As with so many things, the rules regarding construction noise and noise complaints vary from region to region across Spain. Each municipality will set their own environmental bylaws that determine permitted noise levels, and each town hall also regulates permitted construction hours in the area. The search term “ordenanza ruidos obras” followed by the name of your town, village, or city is a great place to start to further your local legislation research.

If your peace is being disturbed late at night then this may be easier to deal with. As a rule, construction works cannot be carried out between the hours of 9 pm and 8 am on weekdays and 9 pm until 9:30 am during weekends or holidays. And if you live in an apartment building then your neighbours should inform you of any construction work they are undergoing by placing a notice in the entrance hall: whilst this can’t minimise the noise, it can allow you to prepare by being out for the day, or investing in some noise-cancelling headphones.

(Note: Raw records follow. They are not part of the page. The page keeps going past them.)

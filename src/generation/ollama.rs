//! Ollama API generation client
//!
//! Single request/response calls against POST /api/generate. Token
//! streaming is deliberately not used; answers are returned whole.

use async_trait::async_trait;
use reqwest::Client;
use serde::{Deserialize, Serialize};
use std::time::Duration;
use tracing::debug;

use crate::errors::{RagError, Result};
use crate::generation::generator::AnswerGenerator;

/// Default Ollama API endpoint
pub const DEFAULT_OLLAMA_URL: &str = "http://127.0.0.1:11434";

/// Default generation model
pub const DEFAULT_MODEL: &str = "llama3.2";

/// Low temperature keeps answers anchored to the retrieved context
const TEMPERATURE: f64 = 0.1;

/// Request timeout; generation on CPU-bound hosts can be slow
const REQUEST_TIMEOUT: Duration = Duration::from_secs(120);

/// Ollama generation client
#[derive(Debug, Clone)]
pub struct OllamaGenerator {
    client: Client,
    base_url: String,
    model: String,
}

impl OllamaGenerator {
    /// Create a client with default settings
    pub fn new() -> Result<Self> {
        Self::with_config(DEFAULT_OLLAMA_URL, DEFAULT_MODEL)
    }

    /// Create a client with custom endpoint and model
    pub fn with_config(base_url: &str, model: &str) -> Result<Self> {
        let client = Client::builder()
            .timeout(REQUEST_TIMEOUT)
            .build()
            .map_err(RagError::Http)?;

        Ok(Self {
            client,
            base_url: base_url.to_string(),
            model: model.to_string(),
        })
    }

    /// Check if the Ollama server is reachable
    pub async fn health_check(&self) -> bool {
        let url = format!("{}/api/version", self.base_url);
        match self.client.get(&url).send().await {
            Ok(response) => response.status().is_success(),
            Err(_) => false,
        }
    }

    /// Get the configured base URL
    pub fn base_url(&self) -> &str {
        &self.base_url
    }
}

#[async_trait]
impl AnswerGenerator for OllamaGenerator {
    async fn generate(&self, prompt: &str, context: &[String]) -> Result<String> {
        let url = format!("{}/api/generate", self.base_url);
        let input = render_input(prompt, context);

        let request = GenerateRequest {
            model: self.model.clone(),
            prompt: input,
            stream: false,
            options: GenerateOptions {
                temperature: TEMPERATURE,
            },
        };

        debug!(
            model = %self.model,
            context_chunks = context.len(),
            prompt_chars = request.prompt.len(),
            "sending generate request"
        );

        let response = self
            .client
            .post(&url)
            .json(&request)
            .send()
            .await
            .map_err(|e| RagError::Generation(format!("failed to reach Ollama: {}", e)))?;

        if !response.status().is_success() {
            let status = response.status();
            let body = response
                .text()
                .await
                .unwrap_or_else(|_| "unknown error".to_string());
            return Err(RagError::Generation(format!("HTTP {}: {}", status, body)));
        }

        let completion: GenerateResponse = response
            .json()
            .await
            .map_err(|e| RagError::Generation(format!("failed to parse response: {}", e)))?;

        Ok(completion.response)
    }

    fn model_id(&self) -> &str {
        &self.model
    }
}

/// Render the model input: numbered context sources above the prompt
fn render_input(prompt: &str, context: &[String]) -> String {
    if context.is_empty() {
        return prompt.to_string();
    }

    let sections: Vec<String> = context
        .iter()
        .enumerate()
        .map(|(i, text)| format!("[Source {}]\n{}", i + 1, text.trim()))
        .collect();

    format!("Context:\n\n{}\n\n{}", sections.join("\n\n"), prompt)
}

/// Ollama generate request body
#[derive(Debug, Clone, Serialize)]
struct GenerateRequest {
    model: String,
    prompt: String,
    stream: bool,
    options: GenerateOptions,
}

#[derive(Debug, Clone, Serialize)]
struct GenerateOptions {
    temperature: f64,
}

/// Ollama generate response body (non-streaming)
#[derive(Debug, Deserialize)]
struct GenerateResponse {
    response: String,
}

Please be aware that the mentioned timeframes can experience minor variations, usually by approximately half an hour, based on the specific region you are situated in.

Mediation and Dispute Resolution

In some cases, engaging with your local community or residents' association can provide collective strength when addressing construction noise concerns. When a group of residents shares similar grievances, their combined efforts can carry more weight in discussions with local authorities or builders.

Documenting Evidence

When dealing with noise-related issues, evidence is crucial. Keeping a record of when the noise occurs, its intensity, and its impact on your daily life can bolster your case if you decide to escalate the matter legally. Contemporary technology, such as smartphone apps that measure noise levels or record audio, can serve as valuable tools in documenting evidence.

Construction Site Permits

Before construction work begins, builders typically require permits from local authorities. These permits often outline the permitted hours of operation and may include provisions related to noise levels. Understanding these permits can provide insight into whether the construction activity is adhering to legal requirements.

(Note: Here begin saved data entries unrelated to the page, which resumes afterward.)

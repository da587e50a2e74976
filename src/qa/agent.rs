//! Retrieval-augmented QA orchestrator
//!
//! `RagAgent` owns the currently loaded document and its vector index, and
//! drives the full pipeline: page extraction, chunking, embedding and
//! indexing on load; retrieval, prompt construction, generation, confidence
//! scoring and cleanup on each question.
//!
//! The agent is caller-owned with an explicit lifecycle; callers needing
//! concurrent access serialize it themselves. Loading is all-or-nothing: a
//! failed load leaves the previously indexed document untouched.

use std::path::Path;
use std::sync::Arc;

use serde::{Deserialize, Serialize};
use tracing::{info, warn};

use crate::document::chunker::{ChunkerConfig, TextChunker};
use crate::document::loader::{extract_pages, PageText};
use crate::embedding::EmbeddingProvider;
use crate::errors::{RagError, Result};
use crate::generation::AnswerGenerator;
use crate::index::{EmbeddedChunk, VectorIndex};
use crate::qa::{confidence, normalize, prompt};

/// Number of chunks retrieved per question
pub const DEFAULT_TOP_K: usize = 3;

/// Length of each source excerpt returned with an answer
const SOURCE_EXCERPT_CHARS: usize = 200;

/// At most this many source excerpts accompany an answer
const MAX_SOURCES: usize = 2;

/// Orchestrator configuration
#[derive(Debug, Clone, Serialize, Deserialize)]
pub struct AgentConfig {
    /// Chunking parameters used at load time
    pub chunker: ChunkerConfig,
    /// Number of chunks retrieved per question
    pub top_k: usize,
}

impl Default for AgentConfig {
    fn default() -> Self {
        Self {
            chunker: ChunkerConfig::default(),
            top_k: DEFAULT_TOP_K,
        }
    }
}

/// Lifecycle state of the agent
#[derive(Debug, Clone, Copy, PartialEq, Eq)]
pub enum AgentState {
    Unloaded,
    Loaded,
}

/// Answer to a single question
#[derive(Debug, Clone, Serialize, Deserialize)]
pub struct Answer {
    /// Cleaned generated text
    pub answer: String,
    /// Lexical-overlap confidence in [0, 1]
    pub confidence: f64,
    /// Number of chunks retrieved for this answer
    pub source_count: usize,
    /// Truncated excerpts of the top source chunks
    pub sources: Vec<String>,
}

/// Summary of a successful document load
#[derive(Debug, Clone, Serialize, Deserialize)]
pub struct LoadSummary {
    pub source: String,
    pub pages: usize,
    pub chunks: usize,
}

/// Metadata about the agent and its index
#[derive(Debug, Clone, Serialize, Deserialize)]
pub struct AgentInfo {
    pub status: String,
    #[serde(skip_serializing_if = "Option::is_none")]
    pub embedding_model: Option<String>,
    #[serde(skip_serializing_if = "Option::is_none")]
    pub chunk_size: Option<usize>,
    #[serde(skip_serializing_if = "Option::is_none")]
    pub chunk_overlap: Option<usize>,
    #[serde(skip_serializing_if = "Option::is_none")]
    pub index_type: Option<String>,
    #[serde(skip_serializing_if = "Option::is_none")]
    pub generation_model: Option<String>,
}

struct LoadedDocument {
    source: String,
    index: VectorIndex,
}

/// Retrieval-augmented QA orchestrator over a single document
pub struct RagAgent {
    embedder: Arc<dyn EmbeddingProvider>,
    generator: Arc<dyn AnswerGenerator>,
    chunker: TextChunker,
    top_k: usize,
    loaded: Option<LoadedDocument>,
}

impl RagAgent {
    /// Create an agent with default configuration
    pub fn new(embedder: Arc<dyn EmbeddingProvider>, generator: Arc<dyn AnswerGenerator>) -> Self {
        Self::with_config(embedder, generator, AgentConfig::default())
    }

    /// Create an agent with custom configuration
    pub fn with_config(
        embedder: Arc<dyn EmbeddingProvider>,
        generator: Arc<dyn AnswerGenerator>,
        config: AgentConfig,
    ) -> Self {
        Self {
            embedder,
            generator,
            chunker: TextChunker::with_config(config.chunker),
            top_k: config.top_k,
            loaded: None,
        }
    }

    /// Current lifecycle state
    pub fn state(&self) -> AgentState {
        if self.loaded.is_some() {
            AgentState::Loaded
        } else {
            AgentState::Unloaded
        }
    }

    /// Source identity of the loaded document, if any
    pub fn source(&self) -> Option<&str> {
        self.loaded.as_ref().map(|doc| doc.source.as_str())
    }

    /// Load a PDF document, replacing any previously loaded one
    pub fn load_document(&mut self, path: &Path) -> Result<LoadSummary> {
        let pages = extract_pages(path)?;
        let source = path
            .file_name()
            .map(|name| name.to_string_lossy().into_owned())
            .unwrap_or_else(|| path.display().to_string());
        self.load_pages(&source, &pages)
    }

    /// Load a document from already-extracted page text
    ///
    /// This is the ingestion boundary proper: any readable source that
    /// yields ordered page text can be indexed through it.
    pub fn load_pages(&mut self, source: &str, pages: &[PageText]) -> Result<LoadSummary> {
        let chunks = self.chunker.split(pages).map_err(|e| match e {
            RagError::EmptyInput => {
                RagError::DocumentRead(format!("no extractable text in document: {}", source))
            }
            other => other,
        })?;
        info!(source, pages = pages.len(), chunks = chunks.len(), "document split");

        let texts: Vec<&str> = chunks.iter().map(|c| c.text.as_str()).collect();
        let embeddings = self.embedder.embed_batch(&texts)?;
        if embeddings.len() != chunks.len() {
            return Err(RagError::Embedding(format!(
                "provider returned {} vectors for {} chunks",
                embeddings.len(),
                chunks.len()
            )));
        }

        // The new index is built completely before the old one is replaced,
        // so a failure above never leaves a partial index installed.
        let entries: Vec<EmbeddedChunk> = chunks
            .into_iter()
            .zip(embeddings)
            .map(|(chunk, embedding)| EmbeddedChunk { chunk, embedding })
            .collect();
        let index = VectorIndex::new(entries);

        let summary = LoadSummary {
            source: source.to_string(),
            pages: pages.len(),
            chunks: index.len(),
        };
        self.loaded = Some(LoadedDocument {
            source: source.to_string(),
            index,
        });
        info!(source, chunks = summary.chunks, "vector index ready");

        Ok(summary)
    }

    /// Answer a question from the loaded document
    ///
    /// Errors only for lifecycle misuse (`NoDocumentLoaded`) or a blank
    /// question (`InvalidQuestion`). Embedding or generation failures while
    /// answering degrade to a zero-confidence answer instead of erroring,
    /// so one bad question can never abort a batch.
    pub async fn answer_question(&self, question: &str) -> Result<Answer> {
        let loaded = self.loaded.as_ref().ok_or(RagError::NoDocumentLoaded)?;

        let question = question.trim();
        if question.is_empty() {
            return Err(RagError::InvalidQuestion);
        }

        info!(chars = question.len(), "answering question");

        let query = match self.embedder.embed(question) {
            Ok(vector) => vector,
            Err(e) => {
                warn!(error = %e, "query embedding failed");
                return Ok(degraded_answer(&e));
            }
        };

        let hits = loaded.index.search(&query, self.top_k);
        let context: Vec<String> = hits.iter().map(|hit| hit.chunk.text.clone()).collect();
        let prompt_text = prompt::build_prompt(question);

        let raw = match self.generator.generate(&prompt_text, &context).await {
            Ok(text) => text,
            Err(e) => {
                warn!(error = %e, "generation failed, returning degraded answer");
                return Ok(degraded_answer(&e));
            }
        };

        let confidence = confidence::estimate(question, &hits);
        let sources = hits
            .iter()
            .take(MAX_SOURCES)
            .map(|hit| excerpt(&hit.chunk.text))
            .collect();

        Ok(Answer {
            answer: normalize::clean_answer(&raw),
            confidence,
            source_count: hits.len(),
            sources,
        })
    }

    /// Metadata about the current state and index
    pub fn info(&self) -> AgentInfo {
        match &self.loaded {
            Some(_) => AgentInfo {
                status: "Document loaded".to_string(),
                embedding_model: Some(self.embedder.model_id().to_string()),
                chunk_size: Some(self.chunker.config().chunk_size),
                chunk_overlap: Some(self.chunker.config().chunk_overlap),
                index_type: Some("in-memory cosine".to_string()),
                generation_model: Some(self.generator.model_id().to_string()),
            },
            None => AgentInfo {
                status: "No document loaded".to_string(),
                embedding_model: None,
                chunk_size: None,
                chunk_overlap: None,
                index_type: None,
                generation_model: None,
            },
        }
    }

    /// Discard the loaded document and its index
    pub fn unload(&mut self) {
        if self.loaded.take().is_some() {
            info!("document unloaded");
        }
    }
}

fn degraded_answer(reason: &RagError) -> Answer {
    Answer {
        answer: format!(
            "I encountered an error while processing your question: {}",
            reason
        ),
        confidence: 0.0,
        source_count: 0,
        sources: Vec::new(),
    }
}

fn excerpt(text: &str) -> String {
    let head: String = text.chars().take(SOURCE_EXCERPT_CHARS).collect();
    format!("{}...", head)
}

Ongoing Urbanisation Challenges

Spain's ongoing urbanisation presents a unique challenge in balancing development with the needs of residents. The tension between the demand for new housing and the preservation of quality of life underscores the importance of clear regulations and effective enforcement mechanisms.

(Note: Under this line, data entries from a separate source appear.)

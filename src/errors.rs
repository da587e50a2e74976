//! Error types for the pdfqa core
//!
//! Structural failures (document read, schema validation, missing document
//! state) are fatal and surface to the caller; generation failures are
//! isolated at the generator boundary and degraded instead of propagated.

use thiserror::Error;

/// Main error type for the RAG question-answering core
#[derive(Error, Debug)]
pub enum RagError {
    /// Document source missing, unreadable, or with no extractable text
    #[error("Failed to read document: {0}")]
    DocumentRead(String),

    /// Chunker received no text to split
    #[error("No text to split into chunks")]
    EmptyInput,

    /// A question arrived before any document was loaded
    #[error("No document loaded. Please load a document first.")]
    NoDocumentLoaded,

    /// Blank or whitespace-only question
    #[error("Question must not be empty")]
    InvalidQuestion,

    /// Answer generator call failed (timeout, quota, service error)
    #[error("Generation failed: {0}")]
    Generation(String),

    /// Embedding provider failure
    #[error("Embedding failed: {0}")]
    Embedding(String),

    /// Batch question/answer files failed schema validation
    #[error("Malformed batch input: {0}")]
    MalformedBatchInput(String),

    /// HTTP client errors
    #[error("HTTP request failed: {0}")]
    Http(#[from] reqwest::Error),

    /// Serialization errors
    #[error("Serialization error: {0}")]
    Json(#[from] serde_json::Error),

    /// I/O errors
    #[error("I/O error: {0}")]
    Io(#[from] std::io::Error),

    /// Configuration errors
    #[error("Configuration error: {0}")]
    Config(String),
}

/// Result type alias for core operations
pub type Result<T> = std::result::Result<T, RagError>;

impl From<candle_core::Error> for RagError {
    fn from(err: candle_core::Error) -> Self {
        RagError::Embedding(err.to_string())
    }
}

#[cfg(test)]
mod tests {
    use super::*;

    #[test]
    fn test_document_read_display() {
        let err = RagError::DocumentRead("missing.pdf".to_string());
        assert!(err.to_string().contains("missing.pdf"));
    }

    #[test]
    fn test_no_document_loaded_display() {
        let err = RagError::NoDocumentLoaded;
        assert!(err.to_string().contains("No document loaded"));
    }

    #[test]
    fn test_malformed_batch_input_display() {
        let err = RagError::MalformedBatchInput("missing 'question' key".to_string());
        assert!(err.to_string().contains("question"));
    }
}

What to Do if The Builders Are Breaking the Law

If construction noise is driving you crazy, and you are confident that the builders in question are breaching local noise laws and regulations then there are some things that you can do. The following steps, in order of escalation, should help you to get the peace and quiet you need:

Talk to your neighbours: Your noisy neighbours may not realise how loud their building work is, or that it is bothering you so much. Politely asking them to stick to the council’s working hours, or asking if they could schedule some time to ‘down tools’ when you are taking important work calls or when your children are napping, etc, could well be an ideal compromise.

Talk to your community of owners: If the neighbour doesn't respond to your polite request, then the president of your building, or your owner's community, may be able to offer support. By banding together with other owners in your building or neighbourhood, you will have a stronger case to ask the builders to stick to the times set out by law.

Make a formal complaint in writing: Having a paper trail is essential if the situation continues to escalate and you have to go to the authorities. A written formal complaint outlining which noise guidelines are being breached will put you in a stronger position if you need to go to the police.

Visiting the police station to place a ‘denuncia’: A denuncia is a formal complaint, and you can register this by visiting your local police station. Some denuncias can also be carried out online. If you go to the police station, you will need to take your passport and TIE certificate with you, along with as much evidence as possible: time-stamped recordings of the noise, any written complaints, as well as statements from neighbours will all be beneficial.